------ Dataset

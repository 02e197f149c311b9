//! Configuration module for pagewriter
//!
//! Manages application configuration: search tuning, storage locations,
//! logging and the keybinding overrides served to new clients.
//! Configuration is stored in the user's config directory as TOML.
//!
//! ```toml
//! [settings]
//! threshold = 0.4
//! result_limit = 5
//! log_filter = "warn"
//!
//! [keybindings]
//! switch_menu = "Alt+m"
//! ```

use crate::keybinds::{Command, KeybindTable};
use crate::search::{DEFAULT_LIMIT, DEFAULT_THRESHOLD};
use config::{Config, ConfigError, File, FileFormat};
use serde::{Deserialize, Serialize};
use std::fs;
use std::path::{Path, PathBuf};

const APP_DIR: &str = "pagewriter";

/// `[settings]` table
#[derive(Debug, Serialize, Deserialize, Clone, PartialEq)]
#[serde(default)]
pub struct GeneralSettings {
    /// Fuzzy cutoff; a document name must score at or below this
    pub threshold: f64,

    /// Maximum number of picker results
    pub result_limit: usize,

    /// Database directory (defaults to the data directory)
    #[serde(skip_serializing_if = "Option::is_none")]
    pub database: Option<PathBuf>,

    /// Export directory (defaults to the data directory)
    #[serde(skip_serializing_if = "Option::is_none")]
    pub export_dir: Option<PathBuf>,

    /// `tracing` filter used when `RUST_LOG` is unset
    pub log_filter: String,
}

impl Default for GeneralSettings {
    fn default() -> Self {
        Self {
            threshold: DEFAULT_THRESHOLD,
            result_limit: DEFAULT_LIMIT,
            database: None,
            export_dir: None,
            log_filter: "warn".to_string(),
        }
    }
}

/// `[keybindings]` table: optional chord per command
#[derive(Debug, Serialize, Deserialize, Clone, Default, PartialEq, Eq)]
#[serde(default)]
pub struct KeybindingsConfig {
    #[serde(skip_serializing_if = "Option::is_none")]
    pub submit_snippet: Option<String>,
    #[serde(skip_serializing_if = "Option::is_none")]
    pub switch_menu: Option<String>,
    #[serde(skip_serializing_if = "Option::is_none")]
    pub current_document_picker: Option<String>,
    #[serde(skip_serializing_if = "Option::is_none")]
    pub marked_document_picker: Option<String>,
    #[serde(skip_serializing_if = "Option::is_none")]
    pub delete_document_picker: Option<String>,
    #[serde(skip_serializing_if = "Option::is_none")]
    pub delete_current_document: Option<String>,
    #[serde(skip_serializing_if = "Option::is_none")]
    pub move_selected_snippet: Option<String>,
    #[serde(skip_serializing_if = "Option::is_none")]
    pub delete_selected_snippet: Option<String>,
    #[serde(skip_serializing_if = "Option::is_none")]
    pub update_selected_snippet: Option<String>,
    #[serde(skip_serializing_if = "Option::is_none")]
    pub close_picker: Option<String>,
}

impl KeybindingsConfig {
    const fn chord(&self, command: Command) -> Option<&String> {
        match command {
            Command::SubmitSnippet => self.submit_snippet.as_ref(),
            Command::SwitchMenu => self.switch_menu.as_ref(),
            Command::CurrentDocumentPicker => self.current_document_picker.as_ref(),
            Command::MarkedDocumentPicker => self.marked_document_picker.as_ref(),
            Command::DeleteDocumentPicker => self.delete_document_picker.as_ref(),
            Command::DeleteCurrentDocument => self.delete_current_document.as_ref(),
            Command::MoveSelectedSnippet => self.move_selected_snippet.as_ref(),
            Command::DeleteSelectedSnippet => self.delete_selected_snippet.as_ref(),
            Command::UpdateSelectedSnippet => self.update_selected_snippet.as_ref(),
            Command::ClosePicker => self.close_picker.as_ref(),
        }
    }

    /// The configured chords as an override table (possibly empty)
    #[must_use]
    pub fn to_table(&self) -> KeybindTable {
        Command::ALL
            .into_iter()
            .filter_map(|command| {
                self.chord(command)
                    .map(|chord| (command.name().to_string(), chord.clone()))
            })
            .collect()
    }
}

/// Application configuration structure
#[derive(Debug, Serialize, Deserialize, Clone, Default, PartialEq)]
pub struct AppConfig {
    #[serde(default)]
    pub settings: GeneralSettings,

    #[serde(default)]
    pub keybindings: KeybindingsConfig,
}

impl AppConfig {
    /// Get the path to the config file
    ///
    /// # Errors
    ///
    /// Returns `ConfigError` if the system config directory cannot be determined.
    pub fn config_path() -> Result<PathBuf, ConfigError> {
        let config_dir = dirs::config_dir()
            .ok_or_else(|| ConfigError::Message("Could not determine config directory".to_string()))?;

        Ok(config_dir.join(APP_DIR).join("config.toml"))
    }

    /// Load configuration from the default path, creating it if it doesn't exist
    ///
    /// # Errors
    ///
    /// Returns `ConfigError` if the config file cannot be read, parsed, or created.
    pub fn load() -> Result<Self, ConfigError> {
        Self::load_from(&Self::config_path()?)
    }

    /// Load configuration from `path`, writing the defaults there if it doesn't exist
    ///
    /// # Errors
    ///
    /// Returns `ConfigError` if the file cannot be read, parsed, or created.
    pub fn load_from(path: &Path) -> Result<Self, ConfigError> {
        if !path.exists() {
            let default_config = Self::default();
            default_config.save_to(path)?;
            return Ok(default_config);
        }

        let settings = Config::builder()
            .add_source(File::from(path.to_path_buf()).format(FileFormat::Toml))
            .build()?;

        settings.try_deserialize()
    }

    /// Save configuration to `path`
    ///
    /// # Errors
    ///
    /// Returns `ConfigError` if the parent directory cannot be created, the configuration
    /// cannot be serialized to TOML, or the file cannot be written.
    pub fn save_to(&self, path: &Path) -> Result<(), ConfigError> {
        if let Some(parent) = path.parent() {
            fs::create_dir_all(parent)
                .map_err(|e| ConfigError::Message(format!("Failed to create config directory: {e}")))?;
        }

        let toml_string = toml::to_string_pretty(self)
            .map_err(|e| ConfigError::Message(format!("Failed to serialize config: {e}")))?;

        fs::write(path, toml_string)
            .map_err(|e| ConfigError::Message(format!("Failed to write config file: {e}")))?;

        Ok(())
    }

    /// Database directory, defaulting to `<data_local_dir>/pagewriter/db`
    ///
    /// # Errors
    ///
    /// Returns `ConfigError` if no path is configured and the data directory
    /// cannot be determined.
    pub fn database_path(&self) -> Result<PathBuf, ConfigError> {
        match &self.settings.database {
            Some(path) => Ok(path.clone()),
            None => Ok(data_dir()?.join("db")),
        }
    }

    /// Export directory, defaulting to `<data_local_dir>/pagewriter/export`
    ///
    /// # Errors
    ///
    /// Returns `ConfigError` if no path is configured and the data directory
    /// cannot be determined.
    pub fn export_path(&self) -> Result<PathBuf, ConfigError> {
        match &self.settings.export_dir {
            Some(path) => Ok(path.clone()),
            None => Ok(data_dir()?.join("export")),
        }
    }
}

fn data_dir() -> Result<PathBuf, ConfigError> {
    dirs::data_local_dir()
        .map(|dir| dir.join(APP_DIR))
        .ok_or_else(|| ConfigError::Message("Could not determine data directory".to_string()))
}

#[cfg(test)]
mod tests {
    use super::*;
    use tempfile::TempDir;

    #[test]
    fn test_default_config() {
        let config = AppConfig::default();
        assert!((config.settings.threshold - 0.4).abs() < f64::EPSILON);
        assert_eq!(config.settings.result_limit, 5);
        assert_eq!(config.settings.log_filter, "warn");
        assert!(config.keybindings.to_table().is_empty());
    }

    #[test]
    fn test_load_creates_default_file() {
        let dir = TempDir::new().unwrap();
        let path = dir.path().join("nested").join("config.toml");

        let config = AppConfig::load_from(&path).unwrap();

        assert!(path.exists());
        assert_eq!(config, AppConfig::default());
        assert_eq!(AppConfig::load_from(&path).unwrap(), config);
    }

    #[test]
    fn test_load_partial_file() {
        let dir = TempDir::new().unwrap();
        let path = dir.path().join("config.toml");
        fs::write(
            &path,
            "[settings]\nthreshold = 0.25\n\n[keybindings]\nswitch_menu = \"Alt+m\"\n",
        )
        .unwrap();

        let config = AppConfig::load_from(&path).unwrap();

        assert!((config.settings.threshold - 0.25).abs() < f64::EPSILON);
        assert_eq!(config.settings.result_limit, 5);
        let table = config.keybindings.to_table();
        assert_eq!(table.len(), 1);
        assert_eq!(table.get("switch_menu"), Some("Alt+m"));
    }

    #[test]
    fn test_configured_paths_win() {
        let mut config = AppConfig::default();
        config.settings.database = Some(PathBuf::from("/tmp/pw-db"));
        config.settings.export_dir = Some(PathBuf::from("/tmp/pw-export"));

        assert_eq!(config.database_path().unwrap(), PathBuf::from("/tmp/pw-db"));
        assert_eq!(config.export_path().unwrap(), PathBuf::from("/tmp/pw-export"));
    }

    #[test]
    fn test_save_roundtrip() {
        let dir = TempDir::new().unwrap();
        let path = dir.path().join("config.toml");
        let mut config = AppConfig::default();
        config.keybindings.close_picker = Some("Control+g".to_string());

        config.save_to(&path).unwrap();
        assert_eq!(AppConfig::load_from(&path).unwrap(), config);
    }
}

------------

• Assigned task: The expected output is one number: how many lines of the data above hold the string "dirs".

• Exercise response: 2